Hegel: Property-Based Testing

Hegel is a family of property-based testing libraries supporting multiple languages, powered by Hypothesis. Tests integrate with standard language test runners. Hegel generates random inputs for your code and automatically shrinks failing cases to minimal counterexamples.

Even when PBTs add modest line coverage over unit tests, their value is in exercising combinations and boundary conditions that humans don't think to write by hand.

Code examples in this file use Python-like pseudocode to illustrate concepts.

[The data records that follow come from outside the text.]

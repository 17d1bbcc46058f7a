//! Tracing subscriber setup

use tracing_subscriber::EnvFilter;

/// Logging configuration
#[derive(Debug, Clone)]
pub struct LoggingConfig {
    /// Log level (trace, debug, info, warn, error)
    pub level: String,

    pub format: LogFormat,

    /// Whether to include target/module
    pub include_target: bool,
}

impl Default for LoggingConfig {
    fn default() -> Self {
        Self {
            level: "info".to_string(),
            format: LogFormat::Pretty,
            include_target: true,
        }
    }
}

/// Log format types
#[derive(Debug, Clone, Copy, PartialEq, Eq)]
pub enum LogFormat {
    Json,
    Pretty,
    Compact,
}

impl From<&str> for LogFormat {
    fn from(s: &str) -> Self {
        match s.to_lowercase().as_str() {
            "json" => LogFormat::Json,
            "compact" => LogFormat::Compact,
            _ => LogFormat::Pretty,
        }
    }
}

/// Initialize the global tracing subscriber
pub fn init_logging(config: &LoggingConfig) -> anyhow::Result<()> {
    let env_filter = build_env_filter(config)?;

    let subscriber = tracing_subscriber::fmt()
        .with_env_filter(env_filter)
        .with_target(config.include_target);

    let result = match config.format {
        LogFormat::Json => subscriber.json().try_init(),
        LogFormat::Compact => subscriber.compact().try_init(),
        LogFormat::Pretty => subscriber.pretty().try_init(),
    };
    result.map_err(|e| anyhow::anyhow!("failed to install tracing subscriber: {}", e))?;

    tracing::info!("Logging system initialized with level: {}", config.level);
    Ok(())
}

/// Configured level first, then any `RUST_LOG` directives on top
fn build_env_filter(config: &LoggingConfig) -> anyhow::Result<EnvFilter> {
    let mut filter_string = config.level.clone();

    if let Ok(rust_log) = std::env::var("RUST_LOG") {
        if !rust_log.is_empty() {
            filter_string.push(',');
            filter_string.push_str(&rust_log);
        }
    }

    Ok(EnvFilter::try_new(filter_string)?)
}

#[cfg(test)]
mod tests {
    use super::*;

    #[test]
    fn test_logging_config_defaults() {
        let config = LoggingConfig::default();
        assert_eq!(config.level, "info");
        assert_eq!(config.format, LogFormat::Pretty);
    }

    #[test]
    fn test_log_format_conversion() {
        assert_eq!(LogFormat::from("json"), LogFormat::Json);
        assert_eq!(LogFormat::from("JSON"), LogFormat::Json);
        assert_eq!(LogFormat::from("compact"), LogFormat::Compact);
        assert_eq!(LogFormat::from("pretty"), LogFormat::Pretty);
        assert_eq!(LogFormat::from("invalid"), LogFormat::Pretty);
    }

    #[test]
    fn test_env_filter_building() {
        let config = LoggingConfig::default();
        let filter = build_env_filter(&config).unwrap();
        assert!(filter.to_string().contains("info"));
    }
}
//! Claim request decoding and validation

use crate::error::{ClaimError, ClaimResult};
use crate::units::Quantity;
use ethabi::Address;
use serde_json::value::RawValue;
use std::collections::BTreeMap;

/// Decoded request body, before any field is validated
#[derive(Debug, Clone, PartialEq)]
pub enum ClaimBody {
    Json(ClaimFields),
    Form(Vec<(String, String)>),
    Empty,
}

impl ClaimBody {
    /// Decode a raw body. JSON is tried first, URL-encoded form second.
    /// Anything that decodes to neither is treated as an empty body.
    ///
    /// JSON members are kept as raw text, so a number too large for an `f64`
    /// still reaches quantity validation instead of failing the whole body.
    pub fn decode(raw: &[u8]) -> Self {
        if raw.iter().all(|b| b.is_ascii_whitespace()) {
            return ClaimBody::Empty;
        }

        if let Ok(members) = serde_json::from_slice::<BTreeMap<String, &RawValue>>(raw) {
            return ClaimBody::Json(ClaimFields {
                to: members.get("to").map(|v| FieldValue::from_json(v)),
                qty: members.get("qty").map(|v| FieldValue::from_json(v)),
            });
        }
        if serde_json::from_slice::<&RawValue>(raw).is_ok() {
            return ClaimBody::Empty;
        }

        match serde_urlencoded::from_bytes::<Vec<(String, String)>>(raw) {
            Ok(pairs) if !pairs.is_empty() => ClaimBody::Form(pairs),
            _ => ClaimBody::Empty,
        }
    }

    pub fn fields(&self) -> ClaimFields {
        match self {
            ClaimBody::Json(fields) => fields.clone(),
            ClaimBody::Form(pairs) => {
                // Repeated keys: the last occurrence wins
                let lookup = |key: &str| {
                    pairs
                        .iter()
                        .rfind(|(k, _)| k == key)
                        .map(|(_, v)| FieldValue::Text(v.clone()))
                };
                ClaimFields {
                    to: lookup("to"),
                    qty: lookup("qty"),
                }
            }
            ClaimBody::Empty => ClaimFields::default(),
        }
    }
}

/// A single raw field as it appeared on the wire
#[derive(Debug, Clone, PartialEq)]
pub enum FieldValue {
    Text(String),
    /// A JSON number, verbatim
    Number(String),
    Other,
}

impl FieldValue {
    fn from_json(value: &RawValue) -> Self {
        let text = value.get();
        match text.as_bytes().first() {
            Some(b'"') => serde_json::from_str::<String>(text)
                .map(FieldValue::Text)
                .unwrap_or(FieldValue::Other),
            Some(b'-' | b'0'..=b'9') => FieldValue::Number(text.to_string()),
            _ => FieldValue::Other,
        }
    }
}

/// Unvalidated `to` / `qty` fields
#[derive(Debug, Clone, Default, PartialEq)]
pub struct ClaimFields {
    pub to: Option<FieldValue>,
    pub qty: Option<FieldValue>,
}

impl ClaimFields {
    /// Validate both fields. The address is checked first.
    pub fn validate(&self) -> ClaimResult<ClaimRequest> {
        let to = match &self.to {
            Some(FieldValue::Text(s)) => parse_address(s).ok_or(ClaimError::InvalidAddress)?,
            _ => return Err(ClaimError::InvalidAddress),
        };

        let qty = match &self.qty {
            Some(FieldValue::Text(s)) => Quantity::parse(s),
            Some(FieldValue::Number(n)) => Quantity::parse(n),
            _ => None,
        }
        .ok_or(ClaimError::InvalidQuantity)?;

        Ok(ClaimRequest { to, qty })
    }
}

/// A validated claim
#[derive(Debug, Clone, PartialEq)]
pub struct ClaimRequest {
    pub to: Address,
    pub qty: Quantity,
}

/// Parse a `0x`-prefixed, 40-hex-digit address. Surrounding whitespace is
/// ignored, mixed case is accepted and no checksum is enforced.
pub fn parse_address(input: &str) -> Option<Address> {
    let hex_part = input.trim().strip_prefix("0x")?;
    if hex_part.len() != 40 || !hex_part.bytes().all(|b| b.is_ascii_hexdigit()) {
        return None;
    }
    let bytes = hex::decode(hex_part).ok()?;
    Some(Address::from_slice(&bytes))
}

#[cfg(test)]
mod tests {
    use super::*;

    fn valid_to() -> String {
        format!("0x{}", "a".repeat(40))
    }

    #[test]
    fn test_parse_address() {
        assert!(parse_address(&valid_to()).is_some());
        assert!(parse_address(&format!("  0x{}\n", "AbCdEf0123".repeat(4))).is_some());
        let bad = vec![
            String::new(),
            "0x123".to_string(),
            "abc".to_string(),
            "a".repeat(42),
            format!("0X{}", "a".repeat(40)),
            format!("0x{}", "g".repeat(40)),
            format!("0x{}", "a".repeat(41)),
        ];
        for input in &bad {
            assert!(parse_address(input).is_none(), "{:?} should be rejected", input);
        }
    }

    #[test]
    fn test_decode_json_object() {
        let body = ClaimBody::decode(br#"{"to":"0xaaaaaaaaaaaaaaaaaaaaaaaaaaaaaaaaaaaaaaaa","qty":2}"#);
        let req = body.fields().validate().unwrap();
        assert_eq!(req.to, Address::from_slice(&[0xaa; 20]));
        assert_eq!(req.qty.to_string(), "2");
    }

    #[test]
    fn test_decode_form_fallback() {
        let raw = format!("to={}&qty=3", valid_to());
        let body = ClaimBody::decode(raw.as_bytes());
        assert!(matches!(body, ClaimBody::Form(_)));
        let req = body.fields().validate().unwrap();
        assert_eq!(req.qty.to_string(), "3");
    }

    #[test]
    fn test_json_and_form_agree() {
        let json = format!(r#"{{"to":"{}","qty":"1.5"}}"#, valid_to());
        let form = format!("to={}&qty=1.5", valid_to());
        assert_eq!(
            ClaimBody::decode(json.as_bytes()).fields().validate().unwrap(),
            ClaimBody::decode(form.as_bytes()).fields().validate().unwrap()
        );
    }

    #[test]
    fn test_empty_and_non_object_bodies() {
        assert_eq!(ClaimBody::decode(b""), ClaimBody::Empty);
        assert_eq!(ClaimBody::decode(b"  \n"), ClaimBody::Empty);
        assert_eq!(ClaimBody::decode(b"null"), ClaimBody::Empty);
        assert_eq!(ClaimBody::decode(b"[1,2]"), ClaimBody::Empty);

        let err = ClaimBody::Empty.fields().validate().unwrap_err();
        assert!(matches!(err, ClaimError::InvalidAddress));
    }

    #[test]
    fn test_invalid_quantities() {
        for qty in [r#"0"#, r#"-5"#, r#""abc""#, r#""NaN""#, r#""""#, r#"true"#, r#"null"#] {
            let raw = format!(r#"{{"to":"{}","qty":{}}}"#, valid_to(), qty);
            let err = ClaimBody::decode(raw.as_bytes()).fields().validate().unwrap_err();
            assert!(matches!(err, ClaimError::InvalidQuantity), "qty {} gave {:?}", qty, err);
        }

        let raw = format!(r#"{{"to":"{}"}}"#, valid_to());
        let err = ClaimBody::decode(raw.as_bytes()).fields().validate().unwrap_err();
        assert!(matches!(err, ClaimError::InvalidQuantity));
    }

    #[test]
    fn test_out_of_range_json_number_is_an_invalid_quantity() {
        let raw = format!(r#"{{"to":"{}","qty":1e400}}"#, valid_to());
        let body = ClaimBody::decode(raw.as_bytes());
        assert!(matches!(body, ClaimBody::Json(_)));
        let err = body.fields().validate().unwrap_err();
        assert!(matches!(err, ClaimError::InvalidQuantity));
    }

    #[test]
    fn test_json_fields_keep_their_shape() {
        let body = ClaimBody::decode(br#"{"to":"0xab","qty":2.50,"extra":[1,{"a":null}]}"#);
        let fields = body.fields();
        assert_eq!(fields.to, Some(FieldValue::Text("0xab".to_string())));
        assert_eq!(fields.qty, Some(FieldValue::Number("2.50".to_string())));

        let fields = ClaimBody::decode(br#"{"to":"\u0030x","qty":true}"#).fields();
        assert_eq!(fields.to, Some(FieldValue::Text("0x".to_string())));
        assert_eq!(fields.qty, Some(FieldValue::Other));
    }

    #[test]
    fn test_repeated_keys_take_the_last_value() {
        let raw = format!("to=0x123&to={}&qty=5&qty=1", valid_to());
        let req = ClaimBody::decode(raw.as_bytes()).fields().validate().unwrap();
        assert_eq!(req.to, Address::from_slice(&[0xaa; 20]));
        assert_eq!(req.qty.to_string(), "1");

        let raw = format!(r#"{{"to":"0x123","to":"{}","qty":1}}"#, valid_to());
        assert!(ClaimBody::decode(raw.as_bytes()).fields().validate().is_ok());
    }

    #[test]
    fn test_address_checked_before_quantity() {
        let err = ClaimBody::decode(br#"{"to":"0x123","qty":0}"#).fields().validate().unwrap_err();
        assert!(matches!(err, ClaimError::InvalidAddress));

        let err = ClaimBody::decode(br#"{"to":42,"qty":1}"#).fields().validate().unwrap_err();
        assert!(matches!(err, ClaimError::InvalidAddress));
    }
}
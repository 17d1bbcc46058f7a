//! Claim relay configuration

use crate::error::{ClaimError, ClaimResult};
use crate::request::parse_address;
use anyhow::{Context, Result};
use ethabi::Address;
use num_bigint::BigUint;
use serde::{Deserialize, Serialize};
use std::path::Path;
use std::time::Duration;
use tracing::warn;

pub const DEFAULT_RPC_URL: &str = "https://mainnet.base.org";
pub const DEFAULT_DROP_ADDRESS: &str = "0x0eD5fFcC3D6b9EB9c894AA27EC1c78fd1719CB9B";
/// Base mainnet
pub const DEFAULT_CHAIN_ID: u64 = 8453;
pub const DEFAULT_TOKEN_DECIMALS: u32 = 18;
pub const CLAIM_GAS_LIMIT: u64 = 350_000;

/// Relay configuration, read from the environment once at startup.
///
/// Chain values are kept as the raw strings the operator supplied and are
/// resolved per request by [`ClaimConfig::resolve_chain`], so a malformed
/// value fails the request instead of the process.
#[derive(Clone, Serialize, Deserialize)]
#[serde(default)]
pub struct ClaimConfig {
    /// Server address
    pub server_addr: String,

    /// Enable CORS
    pub cors_enabled: bool,

    /// Shared secret expected as `Authorization: Bearer <secret>`
    pub signer_secret: Option<String>,

    /// RPC endpoint for the chain
    pub rpc_url: String,

    /// Hex-encoded signer key
    #[serde(skip_serializing)]
    pub private_key: Option<String>,

    /// Drop contract address
    pub drop_address: String,

    pub chain_id: String,

    pub token_decimals: String,

    /// Native value attached per claimed unit (in wei)
    pub claim_value_wei_per_unit: String,

    /// Receipt polling interval in milliseconds
    pub receipt_poll_interval_ms: u64,
}

impl Default for ClaimConfig {
    fn default() -> Self {
        Self {
            server_addr: "0.0.0.0:3000".to_string(),
            cors_enabled: true,
            signer_secret: None,
            rpc_url: DEFAULT_RPC_URL.to_string(),
            private_key: None,
            drop_address: DEFAULT_DROP_ADDRESS.to_string(),
            chain_id: DEFAULT_CHAIN_ID.to_string(),
            token_decimals: DEFAULT_TOKEN_DECIMALS.to_string(),
            claim_value_wei_per_unit: "0".to_string(),
            receipt_poll_interval_ms: 1000,
        }
    }
}

impl ClaimConfig {
    /// Load from environment variables with defaults
    pub fn from_env() -> Self {
        Self::default().with_env_overrides()
    }

    /// Load from a config file (TOML, YAML, JSON, ... by extension).
    /// Keys missing from the file keep their defaults.
    pub fn from_file<P: AsRef<Path>>(path: P) -> Result<Self> {
        let path_str = path.as_ref().to_str().context("Invalid config path")?;

        let settings = ::config::Config::builder()
            .add_source(::config::File::with_name(path_str))
            .build()
            .context("Failed to build configuration")?;

        settings
            .try_deserialize::<Self>()
            .context("Failed to deserialize configuration")
    }

    /// Apply environment variables on top of the current values
    pub fn with_env_overrides(self) -> Self {
        self.with_overrides(|key| std::env::var(key).ok())
    }

    /// Load from an arbitrary key lookup on top of the defaults
    pub fn from_lookup<F>(lookup: F) -> Self
    where
        F: Fn(&str) -> Option<String>,
    {
        Self::default().with_overrides(lookup)
    }

    /// Apply values from a key lookup. Empty values count as unset.
    pub fn with_overrides<F>(self, lookup: F) -> Self
    where
        F: Fn(&str) -> Option<String>,
    {
        let get = |key: &str| lookup(key).filter(|v| !v.trim().is_empty());
        let mut config = self;

        if let Some(addr) = get("CLAIM_SERVER_ADDR") {
            config.server_addr = addr;
        }

        if let Some(enabled) = get("CLAIM_CORS_ENABLED") {
            config.cors_enabled = enabled.to_lowercase() == "true";
        }

        if let Some(secret) = get("SIGNER_SECRET") {
            config.signer_secret = Some(secret);
        }

        if let Some(rpc_url) = get("RPC_URL") {
            config.rpc_url = rpc_url;
        }

        if let Some(key) = get("PRIVATE_KEY") {
            config.private_key = Some(key);
        }

        if let Some(drop) = get("DROP_ADDRESS") {
            config.drop_address = drop;
        }

        if let Some(chain_id) = get("CHAIN_ID") {
            config.chain_id = chain_id;
        }

        if let Some(decimals) = get("TOKEN_DECIMALS") {
            config.token_decimals = decimals;
        }

        if let Some(value) = get("CLAIM_VALUE_WEI_PER_UNIT") {
            config.claim_value_wei_per_unit = value;
        }

        if let Some(interval) = get("RECEIPT_POLL_INTERVAL_MS") {
            match interval.trim().parse() {
                Ok(ms) => config.receipt_poll_interval_ms = ms,
                Err(_) => warn!(
                    "Ignoring malformed RECEIPT_POLL_INTERVAL_MS {:?}, keeping {} ms",
                    interval, config.receipt_poll_interval_ms
                ),
            }
        }

        config
    }

    /// Whether claims must carry the shared secret
    pub fn auth_required(&self) -> bool {
        self.signer_secret
            .as_deref()
            .map(|s| !s.is_empty())
            .unwrap_or(false)
    }

    /// Resolve and validate the chain settings needed to submit a claim
    pub fn resolve_chain(&self) -> ClaimResult<ChainSettings> {
        let private_key = self
            .private_key
            .clone()
            .filter(|k| !k.trim().is_empty())
            .ok_or_else(|| ClaimError::Config("PRIVATE_KEY env missing".to_string()))?;

        let drop_address = parse_address(&self.drop_address)
            .ok_or_else(|| ClaimError::Config(format!("DROP_ADDRESS is not a valid address: {}", self.drop_address)))?;

        let chain_id = self
            .chain_id
            .trim()
            .parse::<u64>()
            .map_err(|_| ClaimError::Config(format!("CHAIN_ID is not a valid chain id: {}", self.chain_id)))?;

        let token_decimals = self
            .token_decimals
            .trim()
            .parse::<u8>()
            .map_err(|_| ClaimError::Config(format!("TOKEN_DECIMALS is not a valid precision: {}", self.token_decimals)))?;

        let value_per_unit = BigUint::parse_bytes(self.claim_value_wei_per_unit.trim().as_bytes(), 10).ok_or_else(|| {
            ClaimError::Config(format!(
                "CLAIM_VALUE_WEI_PER_UNIT is not a non-negative integer: {}",
                self.claim_value_wei_per_unit
            ))
        })?;

        Ok(ChainSettings {
            rpc_url: self.rpc_url.clone(),
            chain_id,
            private_key,
            drop_address,
            token_decimals: token_decimals as u32,
            value_per_unit,
            gas_limit: CLAIM_GAS_LIMIT,
            receipt_poll_interval: self.receipt_poll_interval(),
        })
    }

    pub fn receipt_poll_interval(&self) -> Duration {
        Duration::from_millis(self.receipt_poll_interval_ms.max(1))
    }
}

/// Validated settings for a single claim submission
#[derive(Clone)]
pub struct ChainSettings {
    pub rpc_url: String,
    pub chain_id: u64,
    pub private_key: String,
    pub drop_address: Address,
    pub token_decimals: u32,
    pub value_per_unit: BigUint,
    pub gas_limit: u64,
    pub receipt_poll_interval: Duration,
}

impl std::fmt::Debug for ChainSettings {
    fn fmt(&self, f: &mut std::fmt::Formatter<'_>) -> std::fmt::Result {
        f.debug_struct("ChainSettings")
            .field("rpc_url", &self.rpc_url)
            .field("chain_id", &self.chain_id)
            .field("private_key", &"<redacted>")
            .field("drop_address", &self.drop_address)
            .field("token_decimals", &self.token_decimals)
            .field("value_per_unit", &self.value_per_unit)
            .field("gas_limit", &self.gas_limit)
            .finish()
    }
}

#[cfg(test)]
mod tests {
    use super::*;
    use std::collections::HashMap;

    fn config_with(pairs: &[(&str, &str)]) -> ClaimConfig {
        let vars: HashMap<String, String> = pairs.iter().map(|(k, v)| (k.to_string(), v.to_string())).collect();
        ClaimConfig::from_lookup(|key| vars.get(key).cloned())
    }

    #[test]
    fn test_defaults() {
        let config = config_with(&[]);
        assert_eq!(config.rpc_url, DEFAULT_RPC_URL);
        assert_eq!(config.drop_address, DEFAULT_DROP_ADDRESS);
        assert_eq!(config.token_decimals, "18");
        assert_eq!(config.claim_value_wei_per_unit, "0");
        assert!(config.private_key.is_none());
        assert!(!config.auth_required());
    }

    #[test]
    fn test_empty_values_count_as_unset() {
        let config = config_with(&[("RPC_URL", ""), ("SIGNER_SECRET", ""), ("TOKEN_DECIMALS", " ")]);
        assert_eq!(config.rpc_url, DEFAULT_RPC_URL);
        assert!(config.signer_secret.is_none());
        assert_eq!(config.token_decimals, "18");
    }

    #[test]
    fn test_missing_private_key() {
        let err = config_with(&[]).resolve_chain().unwrap_err();
        assert_eq!(err.to_string(), "PRIVATE_KEY env missing");
    }

    #[test]
    fn test_resolve_chain() {
        let config = config_with(&[
            ("PRIVATE_KEY", "0x01"),
            ("TOKEN_DECIMALS", "6"),
            ("CLAIM_VALUE_WEI_PER_UNIT", "1000"),
            ("CHAIN_ID", "84532"),
        ]);
        let chain = config.resolve_chain().unwrap();
        assert_eq!(chain.chain_id, 84532);
        assert_eq!(chain.token_decimals, 6);
        assert_eq!(chain.value_per_unit, BigUint::from(1000u32));
        assert_eq!(chain.gas_limit, 350_000);
        assert_eq!(chain.drop_address, parse_address(DEFAULT_DROP_ADDRESS).unwrap());
        assert!(!format!("{:?}", chain).contains("0x01"));
    }

    #[test]
    fn test_malformed_values_are_config_errors() {
        for (key, value) in [
            ("TOKEN_DECIMALS", "abc"),
            ("TOKEN_DECIMALS", "-1"),
            ("CLAIM_VALUE_WEI_PER_UNIT", "1.5"),
            ("DROP_ADDRESS", "0x123"),
            ("CHAIN_ID", "base"),
        ] {
            let config = config_with(&[("PRIVATE_KEY", "0x01"), (key, value)]);
            let err = config.resolve_chain().unwrap_err();
            assert!(matches!(err, ClaimError::Config(_)), "{}={} gave {:?}", key, value, err);
            assert!(err.to_string().contains(key));
        }
    }

    #[test]
    fn test_receipt_poll_interval() {
        let config = config_with(&[("PRIVATE_KEY", "0x01"), ("RECEIPT_POLL_INTERVAL_MS", " 250 ")]);
        assert_eq!(config.resolve_chain().unwrap().receipt_poll_interval, Duration::from_millis(250));

        let config = config_with(&[("PRIVATE_KEY", "0x01"), ("RECEIPT_POLL_INTERVAL_MS", "soon")]);
        assert_eq!(config.receipt_poll_interval_ms, 1000);
        assert_eq!(config.resolve_chain().unwrap().receipt_poll_interval, Duration::from_secs(1));
    }

    #[test]
    fn test_from_file_with_env_overrides() {
        let dir = tempfile::TempDir::new().unwrap();
        let path = dir.path().join("claim.toml");
        std::fs::write(
            &path,
            "server_addr = \"127.0.0.1:8080\"\nrpc_url = \"http://node:8545\"\ntoken_decimals = \"6\"\n",
        )
        .unwrap();

        let config = ClaimConfig::from_file(&path).unwrap();
        assert_eq!(config.server_addr, "127.0.0.1:8080");
        assert_eq!(config.rpc_url, "http://node:8545");
        assert_eq!(config.token_decimals, "6");
        assert_eq!(config.drop_address, DEFAULT_DROP_ADDRESS);

        let config = config.with_overrides(|key| (key == "RPC_URL").then(|| "http://other:8545".to_string()));
        assert_eq!(config.rpc_url, "http://other:8545");
        assert_eq!(config.token_decimals, "6");
    }

    #[test]
    fn test_private_key_not_serialized() {
        let config = config_with(&[("PRIVATE_KEY", "0xdeadbeef")]);
        let json = serde_json::to_string(&config).unwrap();
        assert!(!json.contains("deadbeef"));
    }
}
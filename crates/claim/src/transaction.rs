//! EIP-155 legacy transactions and secp256k1 signing

use crate::error::{ClaimError, ClaimResult};
use ethabi::{Address, Hash, Uint};
use k256::ecdsa::{RecoveryId, SigningKey};
use rlp::RlpStream;

/// Transaction signer holding a secp256k1 key
pub struct Signer {
    signing_key: SigningKey,
    address: Address,
}

impl Signer {
    /// Build a signer from a hex-encoded private key, with or without `0x`
    pub fn from_private_key(private_key: &str) -> ClaimResult<Self> {
        let key_hex = private_key.trim();
        let key_hex = key_hex.strip_prefix("0x").unwrap_or(key_hex);
        let key_bytes = hex::decode(key_hex)
            .map_err(|e| ClaimError::Execution(format!("invalid private key: {}", e)))?;
        if key_bytes.len() != 32 {
            return Err(ClaimError::Execution(format!(
                "invalid private key: expected 32 bytes, got {}",
                key_bytes.len()
            )));
        }

        let signing_key = SigningKey::from_slice(&key_bytes)
            .map_err(|e| ClaimError::Execution(format!("invalid private key: {}", e)))?;
        let address = address_of(&signing_key);

        Ok(Self { signing_key, address })
    }

    pub fn address(&self) -> Address {
        self.address
    }

    /// Sign a 32-byte prehash. Returns `(r, s, recovery id)` with `s`
    /// normalized to the lower half of the curve order.
    pub fn sign_hash(&self, hash: &Hash) -> ClaimResult<([u8; 32], [u8; 32], u8)> {
        let (mut signature, mut recovery_id) = self.signing_key.sign_prehash_recoverable(hash.as_bytes())?;

        if let Some(normalized) = signature.normalize_s() {
            signature = normalized;
            recovery_id = RecoveryId::new(!recovery_id.is_y_odd(), recovery_id.is_x_reduced());
        }

        let r: [u8; 32] = signature.r().to_bytes().into();
        let s: [u8; 32] = signature.s().to_bytes().into();
        Ok((r, s, recovery_id.to_byte()))
    }
}

/// Ethereum address of a signing key: the last 20 bytes of the keccak hash
/// of the uncompressed public key, without its `0x04` prefix.
pub fn address_of(signing_key: &SigningKey) -> Address {
    let public_key = signing_key.verifying_key().to_encoded_point(false);
    let hash = keccak_hash::keccak(&public_key.as_bytes()[1..]);
    Address::from_slice(&hash.0[12..])
}

/// Unsigned legacy transaction
#[derive(Debug, Clone, PartialEq)]
pub struct LegacyTransaction {
    pub nonce: Uint,
    pub gas_price: Uint,
    pub gas_limit: u64,
    pub to: Address,
    pub value: Uint,
    pub data: Vec<u8>,
    pub chain_id: u64,
}

/// Signed, broadcast-ready transaction
#[derive(Debug, Clone)]
pub struct SignedTransaction {
    pub raw: Vec<u8>,
    pub hash: Hash,
}

impl SignedTransaction {
    pub fn raw_hex(&self) -> String {
        format!("0x{}", hex::encode(&self.raw))
    }

    pub fn hash_hex(&self) -> String {
        format!("0x{}", hex::encode(self.hash.as_bytes()))
    }
}

impl LegacyTransaction {
    fn append_body(&self, stream: &mut RlpStream) {
        stream.append(&trimmed(self.nonce));
        stream.append(&trimmed(self.gas_price));
        stream.append(&self.gas_limit);
        stream.append(&self.to.as_bytes().to_vec());
        stream.append(&trimmed(self.value));
        stream.append(&self.data);
    }

    /// EIP-155 signing hash: `keccak(rlp([nonce, gasPrice, gas, to, value, data, chainId, 0, 0]))`
    pub fn signing_hash(&self) -> Hash {
        let mut stream = RlpStream::new_list(9);
        self.append_body(&mut stream);
        stream.append(&self.chain_id);
        stream.append(&0u8);
        stream.append(&0u8);
        Hash::from(keccak_hash::keccak(&stream.out()).0)
    }

    pub fn sign(&self, signer: &Signer) -> ClaimResult<SignedTransaction> {
        let (r, s, recovery_id) = signer.sign_hash(&self.signing_hash())?;
        let v = self
            .chain_id
            .checked_mul(2)
            .and_then(|v| v.checked_add(35 + recovery_id as u64))
            .ok_or_else(|| ClaimError::Execution(format!("chain id {} too large", self.chain_id)))?;

        let mut stream = RlpStream::new_list(9);
        self.append_body(&mut stream);
        stream.append(&v);
        stream.append(&strip_leading_zeros(&r));
        stream.append(&strip_leading_zeros(&s));

        let raw = stream.out().to_vec();
        let hash = Hash::from(keccak_hash::keccak(&raw).0);
        Ok(SignedTransaction { raw, hash })
    }
}

/// Minimal big-endian encoding of an integer, as RLP requires
fn trimmed(value: Uint) -> Vec<u8> {
    let mut buf = [0u8; 32];
    value.to_big_endian(&mut buf);
    strip_leading_zeros(&buf)
}

fn strip_leading_zeros(bytes: &[u8]) -> Vec<u8> {
    let first = bytes.iter().position(|b| *b != 0).unwrap_or(bytes.len());
    bytes[first..].to_vec()
}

For exact API and syntax, load the language-specific reference (see step 1 of the workflow).

Workflow

Follow these steps when writing property-based tests.

1. Load the Language Reference

Determine the project language and load the corresponding reference from references/<language>/reference.md for API details and idiomatic patterns.

2. Explore the Code Under Test

Before writing any test, understand what you're testing:

Read the source code of the function/module under test
Read existing tests to understand expected behavior and edge cases
Read docstrings, comments, and type signatures for documented contracts
Read usage sites to see how callers use the code and what they expect

The goal is to find evidence for properties, not to invent them.

3. Identify Valuable Properties

Look for properties that are:

Grounded in evidence from the code, docs, or usage patterns
Non-trivial — they test real behavior, not tautologies, and do not duplicate the code being tested
Falsifiable — a buggy implementation could actually violate them

Write one test per property. Don't cram multiple properties into one test.

See the Property Catalogue below for a taxonomy of what to look for.

4. Check for Existing Tests to Evolve or Port

Before writing tests from scratch, check what already exists.

Existing PBTs in another framework (proptest, quickcheck, rapid, gopter, etc.) should be ported to hegel. Load the language-specific porting reference (references/<language>/porting.md). Key things to know about hegel when porting:

Hegel is imperative. Most PBT libraries declare what to generate in a function signature or strategy combinator. In hegel, your test receives a test case handle and calls tc.draw() whenever it needs a value — you can draw conditionally, in loops, and have later draws depend on earlier values without needing flat_map.
Shrinking is automatic. Hegel's shrinking is handled server-side by Hypothesis. You don't implement shrink logic or define shrinking strategies.
Standard assertions. Use the language's normal assertion mechanism. No special prop_assert! or return-a-bool pattern needed.
Broaden your generators. Many existing PBTs use narrow input ranges because shrinking was slow or unreliable. Hegel's shrinking is more robust — try broader generators than the originals.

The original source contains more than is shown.